Instructions to follow. Give every line from the entries that contains "PlayerRegistry".

◇ ◇ ◇ ◇

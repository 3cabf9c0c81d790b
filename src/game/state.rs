//! The game state aggregate.
//!
//! `GameState` owns the grid, the player registry, spawn assignments, live bombs
//! and powerups. Every intent and every timer firing goes through one of its
//! methods, which validate against the current state, mutate it, and return the
//! messages to fan out. It knows nothing about sockets or timers.

use std::collections::HashMap;
use std::time::Instant;

use log::{debug, info};
use rand::{SeedableRng, rngs::StdRng};

use crate::config::game::GameSettings;
use crate::game::entities::{Bomb, roll_powerup, PowerupRegistry, Player};
use crate::game::error::GameError;
use crate::game::grid::{generate_grid, Grid};
use crate::game::registry::PlayerRegistry;
use crate::game::systems::{propagate, validate_move, SpawnAllocator};
use crate::game::types::{BombId, Cell, Position, PowerupId};
use crate::server::messages::{Dispatch, PlayerSnapshot, ServerMessage};

pub struct GameState {
    pub settings: GameSettings,
    pub grid: Grid,
    pub players: PlayerRegistry,
    pub spawns: SpawnAllocator,
    pub bombs: HashMap<BombId, Bomb>,
    pub powerups: PowerupRegistry,
    next_bomb_id: BombId,
    rng: StdRng,
}

impl GameState {
    pub fn new(settings: GameSettings) -> Self {
        Self::with_rng(settings, StdRng::from_rng(&mut rand::rng()))
    }

    /// Build a state driven by the given RNG (seeded in tests).
    pub fn with_rng(settings: GameSettings, mut rng: StdRng) -> Self {
        let grid = generate_grid(settings.grid_width, settings.grid_height, &mut rng);
        let spawns = SpawnAllocator::new(settings.grid_width, settings.grid_height);
        GameState {
            settings,
            grid,
            players: PlayerRegistry::new(),
            spawns,
            bombs: HashMap::new(),
            powerups: PowerupRegistry::new(),
            next_bomb_id: 0,
            rng,
        }
    }

    pub fn player(&self, id: &str) -> Option<&Player> {
        self.players.get(id)
    }

    pub fn map_data(&self) -> ServerMessage {
        ServerMessage::MapData { grid: self.grid.codes() }
    }

    fn user_list(&self) -> ServerMessage {
        ServerMessage::UserList { users: self.players.usernames() }
    }

    /// Answer a `check-join` pre-flight.
    pub fn check_join(&self, id: &str) -> ServerMessage {
        if self.players.has_room_for(id) {
            ServerMessage::CheckJoinResponse { allowed: true, message: None }
        } else {
            ServerMessage::CheckJoinResponse {
                allowed: false,
                message: Some(GameError::LobbyFull.to_string()),
            }
        }
    }

    /// Register (or rename) a player and broadcast the lobby list.
    pub fn join(&mut self, id: &str, name: &str) -> Result<Vec<Dispatch>, GameError> {
        let player = self.players.join(id, name)?;
        info!("[GameState] Player {} joined as '{}' ({})", id, player.username, player.color);
        Ok(vec![Dispatch::All(self.user_list())])
    }

    /// Put a player on the map.
    ///
    /// If nobody else is spawned the round is idle, so the map is regenerated
    /// and broadcast. Otherwise the player drops into the running round and is
    /// sent the current map, the other players and the live powerups. A running
    /// round only takes players that are neither on the map nor eliminated.
    pub fn start(&mut self, id: &str) -> Result<Vec<Dispatch>, GameError> {
        let player = self
            .players
            .get(id)
            .ok_or_else(|| GameError::UnknownPlayer(id.to_string()))?;
        let fresh_round = self.players.spawned_except(id).next().is_none();
        if !fresh_round {
            if player.pos.is_some() {
                return Err(GameError::InvalidRequest("player is already in the round"));
            }
            if player.eliminated {
                return Err(GameError::InvalidRequest("player was eliminated this round"));
            }
        }

        let spawn = self.spawns.allocate(id)?;
        if fresh_round {
            self.reset_round();
        }

        let player = self.players.require_mut(id)?;
        player.begin_round(spawn);
        let color = player.color.clone();
        info!("[GameState] Player {} spawned at ({}, {}) fresh_round={}", id, spawn.x, spawn.y, fresh_round);

        let mut dispatches = Vec::new();
        if fresh_round {
            dispatches.push(Dispatch::All(self.map_data()));
        } else {
            dispatches.push(Dispatch::To(id.to_string(), self.map_data()));
        }
        dispatches.push(Dispatch::All(ServerMessage::SpawnPosition {
            id: id.to_string(),
            x: spawn.x,
            y: spawn.y,
            color,
        }));

        let others: Vec<PlayerSnapshot> = self
            .players
            .spawned_except(id)
            .filter_map(|p| {
                p.pos.map(|pos| PlayerSnapshot {
                    id: p.id.clone(),
                    x: pos.x,
                    y: pos.y,
                    color: p.color.clone(),
                })
            })
            .collect();
        dispatches.push(Dispatch::To(id.to_string(), ServerMessage::ExistingPlayers { players: others }));

        for powerup in self.powerups.iter() {
            dispatches.push(Dispatch::To(
                id.to_string(),
                ServerMessage::PowerupSpawn { powerup: powerup.clone() },
            ));
        }

        Ok(dispatches)
    }

    /// Fresh map for a new round. Outstanding bombs and powerups belong to the
    /// old map and are dropped along with every player's bomb count.
    fn reset_round(&mut self) {
        self.grid = generate_grid(self.settings.grid_width, self.settings.grid_height, &mut self.rng);
        self.bombs.clear();
        self.powerups.clear();
        for player in self.players.iter_mut() {
            player.active_bombs = 0;
            player.eliminated = false;
        }
        info!("[GameState] New round: map regenerated");
    }

    /// Validated single-step move, followed by auto-pickup on the new cell.
    pub fn move_player(&mut self, id: &str, x: i64, y: i64, now: Instant) -> Result<Vec<Dispatch>, GameError> {
        let target = Position::from_signed(x, y).ok_or(GameError::InvalidRequest("negative coordinates"))?;
        let player = self
            .players
            .get(id)
            .ok_or_else(|| GameError::UnknownPlayer(id.to_string()))?;
        validate_move(&self.grid, player, target, now)?;

        let player = self.players.require_mut(id)?;
        player.pos = Some(target);
        player.last_move = Some(now);

        let mut dispatches = vec![Dispatch::All(ServerMessage::player_move(id, target))];
        if let Some(powerup_id) = self.powerups.at(target).map(|p| p.id) {
            if let Ok(picked) = self.pickup(id, powerup_id) {
                dispatches.extend(picked);
            }
        }
        Ok(dispatches)
    }

    /// Place a bomb on the player's own cell. Returns the bomb id so the caller
    /// can schedule its detonation.
    pub fn place_bomb(&mut self, id: &str, x: i64, y: i64) -> Result<(BombId, Vec<Dispatch>), GameError> {
        let target = Position::from_signed(x, y).ok_or(GameError::InvalidRequest("negative coordinates"))?;
        let player = self.players.require_mut(id)?;
        if !player.can_act() {
            return Err(GameError::InvalidRequest("player cannot place bombs right now"));
        }
        if player.pos != Some(target) {
            return Err(GameError::InvalidRequest("bombs go on the player's own cell"));
        }
        if player.active_bombs >= player.stats.max_bombs {
            return Err(GameError::BombLimitReached { max: player.stats.max_bombs });
        }
        if self.bombs.values().any(|b| b.pos == target) {
            return Err(GameError::InvalidRequest("cell already holds a bomb"));
        }

        player.active_bombs += 1;
        self.next_bomb_id += 1;
        let bomb = Bomb {
            id: self.next_bomb_id,
            owner: id.to_string(),
            pos: target,
            radius: player.stats.flame_range,
        };
        debug!(
            "[GameState] Bomb {} placed by {} at ({}, {}) radius={} active={}/{}",
            bomb.id, id, target.x, target.y, bomb.radius, player.active_bombs, player.stats.max_bombs
        );
        let bomb_id = bomb.id;
        self.bombs.insert(bomb_id, bomb);

        Ok((
            bomb_id,
            vec![Dispatch::All(ServerMessage::Bomb { id: id.to_string(), x: target.x, y: target.y })],
        ))
    }

    /// Detonate a bomb by id.
    ///
    /// A bomb that no longer exists (cleared by a new round) is a no-op. The
    /// owner, if still registered, gets its bomb slot back before anything else
    /// happens.
    pub fn detonate(&mut self, bomb_id: BombId) -> Vec<Dispatch> {
        let Some(bomb) = self.bombs.remove(&bomb_id) else {
            debug!("[GameState] Bomb {} no longer exists, skipping detonation", bomb_id);
            return Vec::new();
        };
        if let Some(owner) = self.players.get_mut(&bomb.owner) {
            owner.release_bomb();
        }

        let blast = propagate(&self.grid, bomb.pos, bomb.radius);
        for cell in &blast.destroyed {
            self.grid.set(*cell, Cell::Empty);
        }
        debug!(
            "[GameState] Bomb {} of {} exploded: {} cells, {} destroyed",
            bomb.id,
            bomb.owner,
            blast.cells.len(),
            blast.destroyed.len()
        );

        let mut dispatches = vec![Dispatch::All(ServerMessage::Explosion {
            id: bomb.owner.clone(),
            x: bomb.pos.x,
            y: bomb.pos.y,
            cells: blast.cells.clone(),
            destroyed: blast.destroyed.clone(),
        })];

        for cell in &blast.destroyed {
            let Some(kind) = roll_powerup(&mut self.rng) else { continue };
            if let Some(powerup) = self.powerups.spawn(kind, *cell) {
                dispatches.push(Dispatch::All(ServerMessage::PowerupSpawn { powerup }));
            }
        }

        for player in self.players.iter_mut() {
            let standing_in_flame = player.pos.is_some_and(|pos| blast.covers(pos));
            if standing_in_flame && player.can_act() {
                let lives = player.take_hit();
                info!("[GameState] Player {} hit by bomb {}, {} lives left", player.id, bomb.id, lives);
                dispatches.push(Dispatch::All(ServerMessage::PlayerHit { id: player.id.clone(), lives }));
            }
        }

        dispatches
    }

    /// Pick up a powerup the player is standing on. First claimant wins.
    pub fn pickup(&mut self, id: &str, powerup_id: PowerupId) -> Result<Vec<Dispatch>, GameError> {
        let player = self.players.require_mut(id)?;
        let pos = player.pos.ok_or(GameError::InvalidRequest("player is not spawned"))?;
        let powerup = self
            .powerups
            .take(powerup_id, pos)
            .ok_or(GameError::InvalidRequest("powerup is gone or not under the player"))?;

        player.stats.apply(powerup.kind);
        info!("[GameState] Player {} picked up {:?} (powerup {})", id, powerup.kind, powerup.id);

        Ok(vec![Dispatch::All(ServerMessage::PowerupPicked {
            id: powerup.id,
            by: id.to_string(),
            powerup_type: powerup.kind,
            new_max_bombs: player.stats.max_bombs,
            new_flame_range: player.stats.flame_range,
            new_move_interval_ms: player.stats.move_interval_ms,
            new_speed_level: player.stats.speed_level,
        })])
    }

    /// Put a hit player back on its spawn.
    pub fn respawn(&mut self, id: &str) -> Result<Vec<Dispatch>, GameError> {
        let spawn = self.spawns.spawn_of(id);
        let player = self.players.require_mut(id)?;
        if !player.awaiting_respawn || player.lives == 0 {
            return Err(GameError::InvalidRequest("player is not waiting to respawn"));
        }
        let spawn = spawn.ok_or(GameError::InvalidRequest("player has no spawn"))?;

        player.pos = Some(spawn);
        player.awaiting_respawn = false;
        player.last_move = None;
        Ok(vec![Dispatch::All(ServerMessage::player_move(id, spawn))])
    }

    /// Deregister a player and free its spawn. Its bombs keep burning.
    pub fn leave(&mut self, id: &str) -> Vec<Dispatch> {
        let Some(player) = self.players.remove(id) else {
            return Vec::new();
        };
        self.spawns.release(id);
        info!("[GameState] Player {} ('{}') left", id, player.username);
        vec![
            Dispatch::All(ServerMessage::PlayerDisconnect { id: id.to_string() }),
            Dispatch::All(self.user_list()),
        ]
    }
}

◇ ◇ ◇ ◇

Final answer.
use crate::game::registry::PlayerRegistry;
    pub players: PlayerRegistry,
            players: PlayerRegistry::new(),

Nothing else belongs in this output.